There have been surprisingly few notable electronic releases this year. I’ve really liked only a handful, so I was eager to jump into the new Pharaoh Overlord album when I saw the promo arrive. The new album is called “6” and releases on November 27th through Rocket Recordings.
Pharaoh Overlord comes to us from Finland. The band is officially made up of Tomi Leppänen and Jussi Lehtisalo right now, but longtime friend Aaron Turner provides vocals on this album. In fact, according to the bio in their promo kit, Aaron was originally only meant to be on a couple tracks, but he loved the sound so much that he wrote lyrics for the entire album and is featured on every track.
The band, for the last couple albums, has been carving their own niche in electronic music. With a rock vibe and catchy rhythms, the band is more in the vein of Kraftwerk than, say, Tangerine Dream. Their songs feel like songs, not atmospheric soundscapes. Yet, the band has their own sound. That sound is one of bold electronic loops, effervescent melodies floating in a thick soup of fervor, and layers upon layers of grand ideas. Many times, those ideas are wild contrasts, pitting fleeting beauty up against raw textures. This is achieved primarily through Aaron’s “corrosive” harsh vox that help define the album as a whole. In the midst of reeling and grooving rhythms, his bark manages to make my neck hairs stand on end.
My basic thought on this record is this: “6” is an album that you will either love or hate. If you like harsh vocals and electronica, you may have never heard the two combined, and that may feel novel and fresh. That’s how it feels to me. But if you hate harsh vocals, you might not “get” this album at all; and, in fact, you might switch it off within minutes.
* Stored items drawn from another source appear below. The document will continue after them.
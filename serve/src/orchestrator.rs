//! Orchestrator routes: agent membership and remote execution.

use std::sync::Arc;

use axum::{
    extract::{Path, State},
    http::StatusCode,
    response::{Html, Redirect},
    Json,
};
use serde::Deserialize;
use serde_json::Value;

use weft::{AgentSchema, EngineError, RegisterAgent};

use crate::app::AppState;
use crate::error::{ApiError, ApiResult};
use crate::html::{esc, page};

pub async fn agents_page(State(state): State<Arc<AppState>>) -> ApiResult<Html<String>> {
    let agents = state.registry.list(false).await?;
    let body = format!(
        "<p>{count} agent(s)</p>\
         <table><tr><th>agent</th><th>name</th><th>url</th><th>alive</th>\
         <th>last heartbeat</th><th>ttl</th></tr>\
         <tbody id=\"agent-rows\" hx-get=\"/orchestrator/health-check\" \
         hx-trigger=\"every 10s\" hx-swap=\"innerHTML\">{rows}</tbody></table>",
        count = agents.len(),
        rows = agent_rows(&agents),
    );
    Ok(Html(page("agents", &body)))
}

fn agent_rows(agents: &[weft::AgentView]) -> String {
    let mut rows = String::new();
    for view in agents {
        let r = &view.record;
        rows.push_str(&format!(
            "<tr><td>{id}</td><td>{name}</td><td>{url}</td>\
             <td class=\"{class}\">{alive}</td><td>{heartbeat}</td><td>{ttl}s</td></tr>",
            id = esc(&r.agent_id),
            name = esc(&r.name),
            url = esc(&r.url),
            class = if view.alive { "status-completed" } else { "status-failed" },
            alive = if view.alive { "alive" } else { "unavailable" },
            heartbeat = r.last_heartbeat.format("%Y-%m-%d %H:%M:%S"),
            ttl = r.ttl_seconds,
        ));
    }
    rows
}

/// HTMX partial. Swap contract: this endpoint returns only `<tr>` elements
/// and the client swaps them into `#agent-rows` with `innerHTML`; returning
/// a wrapper element here would nest tables on every refresh. `alive` is
/// recomputed from `last_heartbeat` on each request.
pub async fn health_check(State(state): State<Arc<AppState>>) -> ApiResult<Html<String>> {
    let agents = state.registry.list(false).await?;
    Ok(Html(agent_rows(&agents)))
}

#[derive(Debug, Deserialize)]
pub struct RegisterBody {
    pub agent_id: String,
    pub name: String,
    pub url: String,
    #[serde(default)]
    pub metadata: Value,
    #[serde(default)]
    pub capabilities: Vec<String>,
    #[serde(default)]
    pub ttl_seconds: Option<u64>,
}

/// `200` registered; `400` when the agent's health endpoint is unreachable;
/// `409` when the id is already registered.
pub async fn register(
    State(state): State<Arc<AppState>>,
    Json(body): Json<RegisterBody>,
) -> ApiResult<(StatusCode, Json<Value>)> {
    match state.registry.get(&body.agent_id).await {
        Ok(_) => {
            return Ok((
                StatusCode::CONFLICT,
                Json(serde_json::json!({
                    "error": format!("agent `{}` already registered", body.agent_id)
                })),
            ))
        }
        Err(EngineError::AgentNotFound(_)) => {}
        Err(e) => return Err(ApiError(e)),
    }
    if !state.registry.probe_url(&body.url).await {
        return Ok((
            StatusCode::BAD_REQUEST,
            Json(serde_json::json!({
                "error": format!("agent at {} did not answer /health", body.url)
            })),
        ));
    }
    let record = state
        .registry
        .register(RegisterAgent {
            agent_id: body.agent_id,
            name: body.name,
            url: body.url,
            metadata: body.metadata,
            capabilities: body.capabilities,
            ttl_seconds: body.ttl_seconds.unwrap_or(60),
        })
        .await?;
    Ok((
        StatusCode::OK,
        Json(serde_json::to_value(record).map_err(|e| EngineError::Storage(e.to_string()))?),
    ))
}

/// `204` removed; `404` unknown.
pub async fn deregister(
    State(state): State<Arc<AppState>>,
    Path(agent_id): Path<String>,
) -> ApiResult<StatusCode> {
    state.registry.deregister(&agent_id).await?;
    Ok(StatusCode::NO_CONTENT)
}

/// `204` refreshed; `404` unknown. Heartbeats never create records.
pub async fn heartbeat(
    State(state): State<Arc<AppState>>,
    Path(agent_id): Path<String>,
) -> ApiResult<StatusCode> {
    state.registry.heartbeat(&agent_id).await?;
    Ok(StatusCode::NO_CONTENT)
}

pub async fn schema(
    State(state): State<Arc<AppState>>,
    Path(agent_id): Path<String>,
) -> ApiResult<Json<AgentSchema>> {
    Ok(Json(state.orchestrator.fetch_schema(&agent_id).await?))
}

#[derive(Debug, Deserialize)]
pub struct ExecuteBody {
    #[serde(default)]
    pub inputs: Value,
}

/// Dispatches to the remote agent, then redirects (303) to the unified run
/// detail page.
pub async fn execute(
    State(state): State<Arc<AppState>>,
    Path(agent_id): Path<String>,
    Json(body): Json<ExecuteBody>,
) -> ApiResult<Redirect> {
    let record = state.orchestrator.execute_on(&agent_id, body.inputs).await?;
    Ok(Redirect::to(&format!("/workflows/{}", record.run_id)))
}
Pharaoh Overlord, I suspect, knows this full well.
The album has only five tracks, yet clocks in at 40 minutes in length. The shortest track on the album is over five minutes, so each song is allowed time to breath and evolve. The band released “Path Eternal” and “Without Song All Will Perish” as singles, and I think those are great choices. The former is the opener, and we are immediately immersed in its stunning world of spiky fluidity. I absolutely love “Path Eternal”, especially the second half where the melodies and layers begin to take hold. “Without Song All Will Perish” is a bit more cinematic and somber, having a steady rhythm that is brilliant in its fixed drive.
The other three tracks are wonderful, too. “Arms of the Butcher” has balls, to say the least, feeling somewhat wary, stark, and foreboding. I love the quirky keys throughout. “Tomorrow’s Sun” has an energetic beat from the start, but it steps up even more in the second half with some sweet keys and plenty of space. The album closer, “Blue Light Hum”, is the “epic” of sorts. Its 14-minute runtime is full of hazy auras, subtle background melodies, and rising feelings of unrest. It is a fantastic piece to end the album on an abstract note.
“6” is a great album, one that I feel will reap even more benefits as I explore it further. Pharaoh Overlord have something unique and vibrant happening here, something that might feel scary to some people, yet brilliant and fresh to others. I, for one, think the ravaged, battered tone they have achieved sounds perfectly glorious up against their smooth electronic trappings. I’m looking forward to seeing this project evolve.